So how does this make environmental standing a dead letter?  Simple — at least theoretically.  Environmental groups can buy a credit default swap against, say, the federal government delisting an endangered species.  Then, if the government does delist the species, the environmental group —  simply by virtue of owning the swap — has standing under the Lujan test.  Are they injured in fact?  Yep: if the government’s action is upheld, they lose their investment.  Does the government’s action cause that injury?  Of course.  If they government’s action is reversed, would it redress the injury?  Absolutely.  End of story.

There are two obvious problems with this scenario.  First, how will there be a market in CDS’s for agency actions?  It doesn’t exist.  Yet.  I have no doubt that the creativity of Wall Street will cause it to flower.
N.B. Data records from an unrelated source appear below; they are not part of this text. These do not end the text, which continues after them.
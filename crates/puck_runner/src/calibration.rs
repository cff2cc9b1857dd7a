//! Table calibration file
//!
//! The frame calibration step stores the perspective warp it computed along
//! with the size of the warped table image:
//! `{"matrix": [[..3..], [..3..], [..3..]], "width": 640, "height": 480}`.
//! Only the size matters to the controller.

use std::path::Path;

use puck_core::error::Result;
use puck_core::Table;
use serde::{Deserialize, Serialize};

#[derive(Debug, Clone, PartialEq, Serialize, Deserialize)]
pub struct Calibration {
    pub width: f32,
    pub height: f32,
    /// 3x3 warp from camera pixels to table pixels
    #[serde(default)]
    pub matrix: Option<[[f64; 3]; 3]>,
}

impl Calibration {
    pub fn table(&self) -> Result<Table> {
        Table::new(self.width, self.height)
    }
}

pub fn load_calibration(path: &Path) -> Result<Calibration> {
    let text = std::fs::read_to_string(path)?;
    Ok(serde_json::from_str(&text)?)
}

/// Table bounds from a calibration file, validated
pub fn load_table(path: &Path) -> Result<Table> {
    let table = load_calibration(path)?.table()?;
    log::info!("Table {}x{} px from {:?}", table.width, table.height, path);
    Ok(table)
}

#[cfg(test)]
mod tests {
    use super::*;
    use puck_core::CoreError;
    use std::io::Write;

    #[test]
    fn test_load_with_matrix() -> anyhow::Result<()> {
        let mut file = tempfile::NamedTempFile::new()?;
        write!(
            file,
            r#"{{"matrix": [[1.02, 0.01, -14.0], [0.0, 1.1, -3.5], [0.0, 0.0, 1.0]],
                "width": 612, "height": 455}}"#
        )?;

        let table = load_table(file.path())?;
        assert_eq!(table, Table { width: 612.0, height: 455.0 });

        let calibration = load_calibration(file.path())?;
        assert_eq!(calibration.matrix.map(|m| m[2][2]), Some(1.0));
        Ok(())
    }

    #[test]
    fn test_load_without_matrix() -> anyhow::Result<()> {
        let mut file = tempfile::NamedTempFile::new()?;
        write!(file, r#"{{"width": 300, "height": 600}}"#)?;
        assert_eq!(load_table(file.path())?.height, 600.0);
        Ok(())
    }

    #[test]
    fn test_invalid_calibration_is_an_error() -> anyhow::Result<()> {
        let mut file = tempfile::NamedTempFile::new()?;
        write!(file, r#"{{"width": 0, "height": 480}}"#)?;
        assert!(matches!(load_table(file.path()), Err(CoreError::InvalidTable { .. })));

        let mut file = tempfile::NamedTempFile::new()?;
        write!(file, r#"{{"height": 480}}"#)?;
        assert!(matches!(load_table(file.path()), Err(CoreError::Json(_))));

        assert!(matches!(
            load_table(Path::new("/nonexistent/warp_matrix.json")),
            Err(CoreError::Io(_))
        ));
        Ok(())
    }
}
Second, wouldn’t the existence of CDS markets essentially make current standing doctrine irrelevant for anything?  Uh — yes.  I realize that at some level this is all too-clever-by-half  And of course I have little doubt about the ability of Chief Justice Roberts to come up with some doctrine that manages to kick environmental plaintiffs out of court but still protect polluters.  But it points to the general incoherence of constitutionalized standing doctrine.  Incoherence has never bothered the Scalias and Roberts of the world: the point is to slam the courthouse door.  Seeing environmental standing through the lens of credit default swaps, however, demonstrates that no one else should be fooled as to their real agenda.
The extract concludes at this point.